The Health Benefits of Cinnamon
“The Health Benefits of Cinnamon” was written by Julie Stewart and published April 3, 2016 in Shape magazine. Shape is a popular magazine that provides tips on fitness, healthy eating, weight loss, and other tips for staying in shape. This article discusses the health benefits of cinnamon, and ways to incorporate it into the diet. Some of the benefits mentioned include activation of key enzymes in the body, antioxidant, anti-inflammatory, and insulin potentiating effects, reduced blood sugar, and improved working memory. It also discusses a study published in the Journal of Clinical and Diagnostic Research that cinnamon was found to decrease pain related to menstrual cramps. It then includes a variety of examples of how to include it in recipes, like adding it to tea, popcorn, cereal, or cottage cheese, and gives a recipe for cinnamon-roasted nuts.
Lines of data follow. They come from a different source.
//! Wire protocol definitions shared by the build server, the per-job
//! supervisor and the libc interposer.
//!
//! Three surfaces live here:
//! - the `Jobs` service (supervisor → server): start/end/chk_deps/
//!   dep_infos/live_out
//! - the `Supervisor` service (server → supervisor): heartbeat/kill
//! - the framed access channel (interposer → supervisor): one
//!   [`AccessReport`] per recorded filesystem access
//!
//! Everything that crosses a socket derives `Facet`; the access channel is
//! newline-framed `facet-json` because the interposer side must stay free of
//! async machinery.

use facet::Facet;
use jiff::civil::DateTime;

/// Job server protocol version.
/// Bump this when making breaking changes to the RPC interface.
pub const PROTOCOL_VERSION: u32 = 1;

/// How many job traces are kept on disk before the slots are overwritten.
pub const JOB_HISTORY: u64 = 1000;

/// Env var holding the facet-json encoded [`AutodepEnv`] for the interposer.
pub const AUTODEP_ENV_VAR: &str = "FERRET_AUTODEP_ENV";

/// Env var capturing `LD_LIBRARY_PATH` as it was when the job started, so
/// that later mutations by the job do not mislead ELF dependency discovery.
pub const LD_LIBRARY_PATH_VAR: &str = "FERRET_LD_LIBRARY_PATH";

/// Marker value in an env template meaning "inherit this variable from the
/// caller's environment" instead of using a literal value.
pub const ENV_PASS_MARKER: &str = "\u{1}pass\u{1}";

/// Sequence number distinguishing successive executions of the same job.
pub type SeqId = u64;

/// Server-side job identifier (index into the server's job arena).
pub type JobIdx = u32;

// =============================================================================
// Content hashes
// =============================================================================

/// A blake3 content hash. Raw bytes internally, hex for display.
#[derive(Debug, Clone, Copy, PartialEq, Eq, Hash, Facet)]
pub struct ContentHash(pub [u8; 32]);
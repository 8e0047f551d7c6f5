//! End-of-job analysis: partition the gathered accesses into deps and
//! targets, assign rule flags, compute content digests.

use crate::gather::Gather;
use ferret_proto::{
    Accesses, Bool3, Crc, DepDigest, FileSig, StartReply, TargetDigest, Tflags,
};
use ferret_solve::{FileInfo, NfsGuard};

/// Result of one analysis pass.
#[derive(Debug, Default)]
pub struct Analysis {
    pub deps: Vec<(String, DepDigest)>,
    pub targets: Vec<(String, TargetDigest)>,
    /// Indices into `targets` whose CRC must be computed.
    pub crc_queue: Vec<usize>,
    pub analysis_err: Vec<(String, String)>,
}

/// Minimal glob: `*` matches any run (including `/`), `?` one char. This is
/// the target-pattern language, not a shell.
pub fn glob_match(pattern: &str, name: &str) -> bool {
    let p: Vec<char> = pattern.chars().collect();
    let n: Vec<char> = name.chars().collect();
    // classic two-pointer with backtracking on the last *
    let (mut pi, mut ni) = (0usize, 0usize);
    let (mut star, mut mark) = (usize::MAX, 0usize);
    while ni < n.len() {
        if pi < p.len() && (p[pi] == '?' || p[pi] == n[ni]) {
            pi += 1;
            ni += 1;
        } else if pi < p.len() && p[pi] == '*' {
            star = pi;
            mark = ni;
            pi += 1;
        } else if star != usize::MAX {
            pi = star + 1;
            mark += 1;
            ni = mark;
        } else {
            return false;
        }
    }
    while pi < p.len() && p[pi] == '*' {
        pi += 1;
    }
    pi == p.len()
}

/// Flags the rule assigns to `file`: static deps are never legitimate
/// targets, then first matching target spec wins.
pub fn tflags_for(file: &str, start: &StartReply) -> Tflags {
    if start.static_deps.iter().any(|(d, _)| d == file) {
        return Tflags::unexpected();
    }
    for spec in &start.targets {
        let hit = if spec.tflags.contains(Tflags::STAR) {
            glob_match(&spec.pattern, file)
        } else {
            file == spec.pattern
        };
        if hit {
            return spec.tflags;
        }
    }
    Tflags::unexpected()
}

/// The dep view of the current access list, for mid-run ChkDeps queries.
pub fn current_deps(gather: &Gather) -> Vec<(String, DepDigest)> {
    let mut deps = Vec::with_capacity(gather.accesses.len());
    let mut prev_parallel = 0u64;
    for (file, info) in &gather.accesses {
        if info.write != Bool3::No {
            continue;
        }
        let parallel = info.parallel_id != 0 && info.parallel_id == prev_parallel;
        prev_parallel = info.parallel_id;
        deps.push((
            file.clone(),
            DepDigest {
                accesses: info.accesses,
                dflags: info.dflags,
                parallel,
                sig: info.sig,
                garbage: false,
            },
        ));
    }
    deps
}

/// Full end-of-job analysis. `root_dir` anchors repo-relative names for disk
/// interrogation.
pub fn analyze(gather: &Gather, start: &StartReply, root_dir: &str) -> Analysis {
    let mut out = Analysis::default();
    let mut prev_parallel = 0u64;
    // deps may have been produced on another host: force close-to-open
    // coherence on their dirs before trusting the inodes
    let mut nfs = NfsGuard::new(start.autodep_env.reliable_dirs);
    for (file, info) in &gather.accesses {
        let tflags = tflags_for(file, start);
        let mut accesses = info.accesses;
        if !tflags.contains(Tflags::STAT) {
            accesses = accesses & !Accesses::STAT;
        }
        if let Err(e) = tflags.chk() {
            out.analysis_err
                .push((format!("bad flags ({e})"), file.clone()));
            continue; // nothing sensible to do with such an access
        }
        let abs = format!("{root_dir}/{file}");
        nfs.access(&abs);
        let disk_sig = FileInfo::of(&abs, true).sig();
        // an announced but unconfirmed write: interrogate the disk
        let wrote = match info.write {
            Bool3::Yes => true,
            Bool3::Maybe => disk_sig != info.sig,
            Bool3::No => false,
        };
        if !wrote {
            let parallel = info.parallel_id != 0 && info.parallel_id == prev_parallel;
            prev_parallel = info.parallel_id;
            let mut dd = DepDigest {
                accesses,
                dflags: info.dflags,
                parallel,
                sig: info.sig,
                garbage: false,
            };
            if !accesses.is_empty() {
                // sig not coherent from first access to end of job: we do
                // not know what the job actually read
                dd.garbage = disk_sig != info.sig;
            }
            out.deps.push((file.clone(), dd));
        } else {
            let mut accesses = accesses;
            if !info.sig.exists() {
                accesses = Accesses::NONE; // nothing was readable before the write
            }
            let td = TargetDigest {
                accesses,
                write: wrote && !info.unlink,
                tflags,
                unlink: info.unlink,
                crc: Crc::Unknown,
            };
            if td.write && tflags.contains(Tflags::CRC) {
                out.crc_queue.push(out.targets.len());
            }
            out.targets.push((file.clone(), td));
        }
    }
    for p in &gather.panics {
        out.analysis_err.push((p.clone(), String::new()));
    }
    out
}

/// Compute the queued target CRCs on a small pool, sized to the queue.
/// Returns targets that turned out to be spuriously unlinked.
pub fn compute_crcs(root_dir: &str, analysis: &mut Analysis) -> Vec<String> {
    let queue: Vec<(usize, String)> = analysis
        .crc_queue
        .iter()
        .map(|&i| (i, format!("{root_dir}/{}", analysis.targets[i].0)))
        .collect();
    if queue.is_empty() {
        return Vec::new();
    }
    let n_threads = std::thread::available_parallelism()
        .map(|n| n.get())
        .unwrap_or(1)
        .min(queue.len());
    let work = std::sync::Mutex::new(queue.into_iter());
    let results = std::sync::Mutex::new(Vec::<(usize, Crc)>::new());
    std::thread::scope(|s| {
        for _ in 0..n_threads {
            s.spawn(|| loop {
                let item = work.lock().unwrap().next();
                let Some((idx, path)) = item else { break };
                let crc = ferret_solve::crc_of(&path);
                results.lock().unwrap().push((idx, crc));
            });
        }
    });
    let mut spurious = Vec::new();
    for (idx, crc) in results.into_inner().unwrap() {
        if crc == Crc::None {
            spurious.push(analysis.targets[idx].0.clone());
        }
        analysis.targets[idx].1.crc = crc;
    }
    spurious
}

/// Signature of a repo file, as the engine wants to stamp injected deps.
pub fn sig_of(root_dir: &str, file: &str) -> FileSig {
    FileInfo::of(&format!("{root_dir}/{file}"), true).sig()
}

#[cfg(test)]
mod tests {
    use super::*;
    use crate::gather::Gather;
    use ferret_proto::{AccessDigest, AccessKind, AccessReport, Dflags, TargetSpec};

    fn start_with_targets(specs: Vec<(&str, Tflags)>) -> StartReply {
        StartReply {
            targets: specs
                .into_iter()
                .map(|(p, tflags)| TargetSpec {
                    pattern: p.to_string(),
                    tflags,
                })
                .collect(),
            ..Default::default()
        }
    }

    fn access(g: &mut Gather, file: &str, write: Bool3, accesses: Accesses) {
        let pending = g.access(&AccessReport {
            kind: AccessKind::Access as u8,
            files: vec![(file.to_string(), FileSig::default())],
            digest: AccessDigest {
                write,
                unlink: false,
                accesses,
                dflags: Dflags::default(),
            },
            ..Default::default()
        });
        if write != Bool3::No {
            g.confirm(&pending, true);
        }
    }

    #[test]
    fn glob_matching() {
        assert!(glob_match("*.o", "main.o"));
        assert!(glob_match("obj/*.o", "obj/a/b.o")); // * crosses /
        assert!(glob_match("a?c", "abc"));
        assert!(!glob_match("*.o", "main.c"));
        assert!(glob_match("*", "anything"));
        assert!(!glob_match("a*b", "acx"));
    }

    #[test]
    fn deps_and_targets_are_partitioned() {
        let dir = tempfile::tempdir().unwrap();
        let root = dir.path().to_str().unwrap();
        std::fs::write(format!("{root}/out"), b"produced").unwrap();
        let start = start_with_targets(vec![("out", Tflags::WRITE | Tflags::CRC)]);
        let mut g = Gather::default();
        access(&mut g, "in", Bool3::No, Accesses::REG);
        access(&mut g, "out", Bool3::Yes, Accesses::NONE);
        let mut a = analyze(&g, &start, root);
        assert_eq!(a.deps.len(), 1);
        assert_eq!(a.deps[0].0, "in");
        assert_eq!(a.targets.len(), 1);
        assert_eq!(a.targets[0].0, "out");
        assert!(a.targets[0].1.write);
        assert_eq!(a.crc_queue, vec![0]);
        let spurious = compute_crcs(root, &mut a);
        assert!(spurious.is_empty());
        assert!(matches!(a.targets[0].1.crc, Crc::Plain(_)));
    }

    #[test]
    fn unlinked_crc_target_is_spurious() {
        let dir = tempfile::tempdir().unwrap();
        let root = dir.path().to_str().unwrap();
        let start = start_with_targets(vec![("gone", Tflags::WRITE | Tflags::CRC)]);
        let mut g = Gather::default();
        access(&mut g, "gone", Bool3::Yes, Accesses::NONE);
        let mut a = analyze(&g, &start, root);
        let spurious = compute_crcs(root, &mut a);
        assert_eq!(spurious, vec!["gone".to_string()]);
        assert_eq!(a.targets[0].1.crc, Crc::None);
    }

    #[test]
    fn star_targets_match_by_glob() {
        let start = start_with_targets(vec![(
            "obj/*.o",
            Tflags::STAR | Tflags::WRITE | Tflags::CRC,
        )]);
        assert!(tflags_for("obj/main.o", &start).contains(Tflags::CRC));
        assert_eq!(tflags_for("src/main.c", &start), Tflags::unexpected());
    }

    #[test]
    fn static_deps_are_never_targets() {
        let mut start = start_with_targets(vec![("*", Tflags::STAR | Tflags::WRITE)]);
        start.static_deps.push(("in".to_string(), Dflags::STATIC));
        assert_eq!(tflags_for("in", &start), Tflags::unexpected());
    }

    #[test]
    fn unconfirmed_write_settled_by_disk() {
        let dir = tempfile::tempdir().unwrap();
        let root = dir.path().to_str().unwrap();
        let start = start_with_targets(vec![("out", Tflags::WRITE)]);
        let mut g = Gather::default();
        // announced but the supervisor never saw the confirm
        g.access(&AccessReport {
            kind: AccessKind::Access as u8,
            files: vec![("out".to_string(), FileSig::default())],
            digest: AccessDigest {
                write: Bool3::Maybe,
                unlink: false,
                accesses: Accesses::NONE,
                dflags: Dflags::default(),
            },
            ..Default::default()
        });
        // no file appeared on disk: the write did not occur
        let a = analyze(&g, &start, root);
        assert!(a.targets.is_empty());
        // now the file exists: the write is deemed to have happened
        std::fs::write(format!("{root}/out"), b"x").unwrap();
        let a = analyze(&g, &start, root);
        assert_eq!(a.targets.len(), 1);
    }
}
//! Resolution against real symlink trees.

use ferret_proto::{AutodepEnv, Bool3, FileLoc, LnkSupport};
use ferret_solve::{At, RealPath};

fn repo_env(root: &str) -> AutodepEnv {
    AutodepEnv {
        root_dir: root.to_string(),
        tmp_dir: format!("{root}/.ferret/tmp"),
        lnk_support: LnkSupport::Full,
        reliable_dirs: true,
        admin_dir: ".ferret".to_string(),
        ..Default::default()
    }
}

/// A rule reading `a/b/c` where `a/b` is a symlink to `d/e` must depend on
/// the link itself and on the resolved file.
#[test]
fn uphill_link_is_recorded_and_followed() {
    let dir = tempfile::tempdir().unwrap();
    let root = dir.path().canonicalize().unwrap();
    let root = root.to_str().unwrap();
    std::fs::create_dir_all(format!("{root}/a")).unwrap();
    std::fs::create_dir_all(format!("{root}/d/e")).unwrap();
    std::fs::write(format!("{root}/d/e/c"), b"payload").unwrap();
    std::os::unix::fs::symlink("../d/e", format!("{root}/a/b")).unwrap();

    let rp = RealPath::with_cwd(repo_env(root), root.to_string(), 0);
    let sr = rp.solve(At::Cwd, "a/b/c", false);
    assert_eq!(sr.loc, FileLoc::Repo);
    assert_eq!(sr.real, "d/e/c");
    assert_eq!(sr.lnks, vec!["a/b".to_string()]);
}

#[test]
fn final_link_follow_vs_no_follow() {
    let dir = tempfile::tempdir().unwrap();
    let root = dir.path().canonicalize().unwrap();
    let root = root.to_str().unwrap();
    std::fs::write(format!("{root}/target"), b"x").unwrap();
    std::os::unix::fs::symlink("target", format!("{root}/lnk")).unwrap();

    let rp = RealPath::with_cwd(repo_env(root), root.to_string(), 0);

    let followed = rp.solve(At::Cwd, "lnk", false);
    assert_eq!(followed.real, "target");
    assert_eq!(followed.lnks, vec!["lnk".to_string()]);
    assert_eq!(followed.file_accessed, Bool3::Yes);

    let raw = rp.solve(At::Cwd, "lnk", true);
    assert_eq!(raw.real, "lnk");
    assert!(raw.lnks.is_empty());
}

#[test]
fn link_loop_returns_empty_real_with_gathered_links() {
    let dir = tempfile::tempdir().unwrap();
    let root = dir.path().canonicalize().unwrap();
    let root = root.to_str().unwrap();
    std::os::unix::fs::symlink("loop_b", format!("{root}/loop_a")).unwrap();
    std::os::unix::fs::symlink("loop_a", format!("{root}/loop_b")).unwrap();

    let rp = RealPath::with_cwd(repo_env(root), root.to_string(), 0);
    let sr = rp.solve(At::Cwd, "loop_a", false);
    assert!(sr.real.is_empty());
    assert!(!sr.lnks.is_empty()); // caller still declares these deps
}

#[test]
fn absolute_link_target_restarts_from_root() {
    let dir = tempfile::tempdir().unwrap();
    let root = dir.path().canonicalize().unwrap();
    let root = root.to_str().unwrap();
    std::fs::create_dir_all(format!("{root}/sub")).unwrap();
    std::fs::write(format!("{root}/sub/file"), b"x").unwrap();
    std::os::unix::fs::symlink(format!("{root}/sub"), format!("{root}/alias")).unwrap();

    let rp = RealPath::with_cwd(repo_env(root), root.to_string(), 0);
    let sr = rp.solve(At::Cwd, "alias/file", false);
    assert_eq!(sr.real, "sub/file");
    assert_eq!(sr.lnks, vec!["alias".to_string()]);
}

#[test]
fn non_existent_intermediate_still_canonicalizes() {
    let dir = tempfile::tempdir().unwrap();
    let root = dir.path().canonicalize().unwrap();
    let root = root.to_str().unwrap();

    let rp = RealPath::with_cwd(repo_env(root), root.to_string(), 0);
    let sr = rp.solve(At::Cwd, "no/such/dir/../file", false);
    assert_eq!(sr.real, "no/such/file");
    assert_eq!(sr.loc, FileLoc::Repo);
}
//! Workspace chores driven through `cargo xtask`.

use std::fs;
use std::path::{Path, PathBuf};
use std::process::{Command, ExitCode};

/// Daemon and supervisor executables.
const BINARIES: &[&str] = &["ferret-daemon", "ferret-exec"];

/// The interposer is not executed, it is preloaded; it must land in the same
/// directory as ferret-exec, which resolves `libferret_ld.so` as its own
/// sibling when assembling a job's environment.
const LIBRARIES: &[&str] = &["libferret_ld.so"];

fn main() -> ExitCode {
    let mut args = std::env::args().skip(1);
    match args.next().as_deref() {
        Some("install") => install(),
        Some(other) => {
            eprintln!("unknown command: {other}");
            usage()
        }
        None => usage(),
    }
}

fn usage() -> ExitCode {
    eprintln!("usage: cargo xtask install");
    eprintln!();
    eprintln!("  install    build the daemon, the supervisor and the");
    eprintln!("             interposer, then place them side by side in");
    eprintln!("             ~/.cargo/bin");
    ExitCode::FAILURE
}

fn install() -> ExitCode {
    let mut build = Command::new("cargo");
    build.args(["build", "--release", "-p", "ferret-ld"]);
    for bin in BINARIES {
        build.args(["-p", bin]);
    }
    match build.status() {
        Ok(status) if status.success() => {}
        Ok(status) => {
            eprintln!("cargo build failed: {status}");
            return ExitCode::FAILURE;
        }
        Err(e) => {
            eprintln!("cannot run cargo: {e}");
            return ExitCode::FAILURE;
        }
    }

    // every artifact must exist before anything is copied: a partial
    // install leaves ferret-exec without its sibling interposer
    let built = Path::new("target/release");
    let missing: Vec<&str> = BINARIES
        .iter()
        .chain(LIBRARIES)
        .filter(|name| !built.join(name).is_file())
        .copied()
        .collect();
    if !missing.is_empty() {
        eprintln!("built tree is missing: {}", missing.join(", "));
        return ExitCode::FAILURE;
    }

    let Some(dest) = install_dir() else {
        eprintln!("cannot determine the home directory");
        return ExitCode::FAILURE;
    };
    if let Err(e) = fs::create_dir_all(&dest) {
        eprintln!("cannot create {}: {e}", dest.display());
        return ExitCode::FAILURE;
    }

    for name in BINARIES {
        if let Err(e) = place(built, &dest, name, 0o755) {
            eprintln!("installing {name}: {e}");
            return ExitCode::FAILURE;
        }
    }
    for name in LIBRARIES {
        if let Err(e) = place(built, &dest, name, 0o644) {
            eprintln!("installing {name}: {e}");
            return ExitCode::FAILURE;
        }
    }

    println!(
        "installed {} artifacts into {}",
        BINARIES.len() + LIBRARIES.len(),
        dest.display()
    );
    ExitCode::SUCCESS
}

fn install_dir() -> Option<PathBuf> {
    Some(dirs::home_dir()?.join(".cargo").join("bin"))
}

/// Copy one artifact and pin its permissions: executables stay executable,
/// the preloaded object does not need to be.
fn place(built: &Path, dest: &Path, name: &str, mode: u32) -> std::io::Result<()> {
    use std::os::unix::fs::PermissionsExt;
    let target = dest.join(name);
    fs::copy(built.join(name), &target)?;
    fs::set_permissions(&target, fs::Permissions::from_mode(mode))?;
    println!("  {name} -> {}", target.display());
    Ok(())
}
The author of the article, Julie Stewart, is a freelance writer with a Bachelor of Arts, Journalism, and Economics from Lehigh University. She has worked with both Men’s Health and Women’s Health previously. Although she does not have a degree in nutrition or health of any kind, she appears to have done research and used accredited health journals to draw her conclusions. She cites the Journal of the American Academy of Nutrition and Dietetics, Nutrition Research, and the Journal of Clinical & Diagnostic Research. She also quotes Holley Grainger, M.S., a registered dietitian from Birmingham, Alabama. However, some of the conclusions she draws from the scientific facts published in these journals and from these health professionals appear to need further evidence to be proven to be true. For example, when she discusses the relief of menstrual cramps, she says “a small amount of cinnamon—less than a quarter teaspoon—worked better than placebo for relieving menstrual cramps” (Stewart 2016). Though this information was taken from an article posted in a scholarly journal, she fails to mention that the group receiving cinnamon in this study was compared with a group taking Ibuprofen, and Ibuprofen worked significantly better than cinnamon at reducing pain. Also, the results were analyzed over a four-hour period and an eight-hour period, and over four hours there were no statistically significant differences between the cinnamon and placebo groups (Jaafarpour 2015). She also fails to mention that those wanting to receive the health benefits of cinnamon should avoid sources of cinnamon that are high in sugar and other unhealthy ingredients, like Cinnamon Toast Crunch or cinnamon flavored desserts.
Stewart, Julie. "What You Should Know About Cinnamon." Shape Magazine. Meredith Corporation, 03 Apr. 2016. Web. 06 Apr. 2016.